▸ **Activity**:
Once you have read the listing, print all of it word for word.

▸ **Extracted data**:
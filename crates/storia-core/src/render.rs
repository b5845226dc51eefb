//! View models handed to the presentation surface.

use alloc::{string::String, vec::Vec};

use crate::{
    driver::DriverKind,
    progress::SegmentFill,
    story::{Panel, PanelKind, Story},
    text_policy::panel_tile_label,
};

/// Everything needed to draw the active panel and its progress bar.
#[derive(Clone, Copy, Debug, PartialEq)]
pub struct PlaybackView<'a> {
    pub story: &'a Story,
    pub panel: &'a Panel,
    pub story_index: usize,
    pub panel_index: usize,
    /// Progress of the active panel, `0.0..=1.0`.
    pub progress: f32,
    /// One fill per panel of `story`.
    pub segments: &'a [SegmentFill],
    /// `current / total`, 1-based.
    pub counter: &'a str,
    pub muted: bool,
    /// Whether a mute toggle makes sense (video with bound media).
    pub show_mute: bool,
    pub driver: DriverKind,
}

/// App-level view model consumed by a renderer.
#[derive(Clone, Copy, Debug, PartialEq)]
pub enum Screen<'a> {
    /// No story with panels to show.
    Empty,
    Playing(PlaybackView<'a>),
    /// The last panel of the last story completed; the final frame stays.
    Finished(PlaybackView<'a>),
    Closed,
}

/// One thumbnail in the story gallery overlay.
#[derive(Clone, Debug, Eq, PartialEq)]
pub struct GalleryTile {
    pub label: String,
    /// 1-based position.
    pub number: usize,
    pub is_current: bool,
    pub has_image: bool,
}

pub fn gallery_tiles(story: &Story, current_panel: usize) -> Vec<GalleryTile> {
    story
        .panels
        .iter()
        .enumerate()
        .map(|(index, panel)| GalleryTile {
            label: panel_tile_label(panel, index),
            number: index + 1,
            is_current: index == current_panel,
            has_image: panel.kind == PanelKind::Image && panel.media_ref().is_some(),
        })
        .collect()
}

▸ **Answer for the task**:
filename crates/storia-core/src/render.rs
repository b5845226dc51eefb
//! View models handed to the presentation surface.

use alloc::{string::String, vec::Vec};

use crate::{
    driver::DriverKind,
    progress::SegmentFill,
    story::{Panel, PanelKind, Story},
    text_policy::panel_tile_label,
};

/// Everything needed to draw the active panel and its progress bar.
#[derive(Clone, Copy, Debug, PartialEq)]
pub struct PlaybackView<'a> {
    pub story: &'a Story,
    pub panel: &'a Panel,
    pub story_index: usize,
    pub panel_index: usize,
    /// Progress of the active panel, `0.0..=1.0`.
    pub progress: f32,
    /// One fill per panel of `story`.
    pub segments: &'a [SegmentFill],
    /// `current / total`, 1-based.
    pub counter: &'a str,
    pub muted: bool,
    /// Whether a mute toggle makes sense (video with bound media).
    pub show_mute: bool,
    pub driver: DriverKind,
}

/// App-level view model consumed by a renderer.
#[derive(Clone, Copy, Debug, PartialEq)]
pub enum Screen<'a> {
    /// No story with panels to show.
    Empty,
    Playing(PlaybackView<'a>),
    /// The last panel of the last story completed; the final frame stays.
    Finished(PlaybackView<'a>),
    Closed,
}

/// One thumbnail in the story gallery overlay.
#[derive(Clone, Debug, Eq, PartialEq)]
pub struct GalleryTile {
    pub label: String,
    /// 1-based position.
    pub number: usize,
    pub is_current: bool,
    pub has_image: bool,
}

pub fn gallery_tiles(story: &Story, current_panel: usize) -> Vec<GalleryTile> {
    story
        .panels
        .iter()
        .enumerate()
        .map(|(index, panel)| GalleryTile {
            label: panel_tile_label(panel, index),
            number: index + 1,
            is_current: index == current_panel,
            has_image: panel.kind == PanelKind::Image && panel.media_ref().is_some(),
        })
        .collect()
}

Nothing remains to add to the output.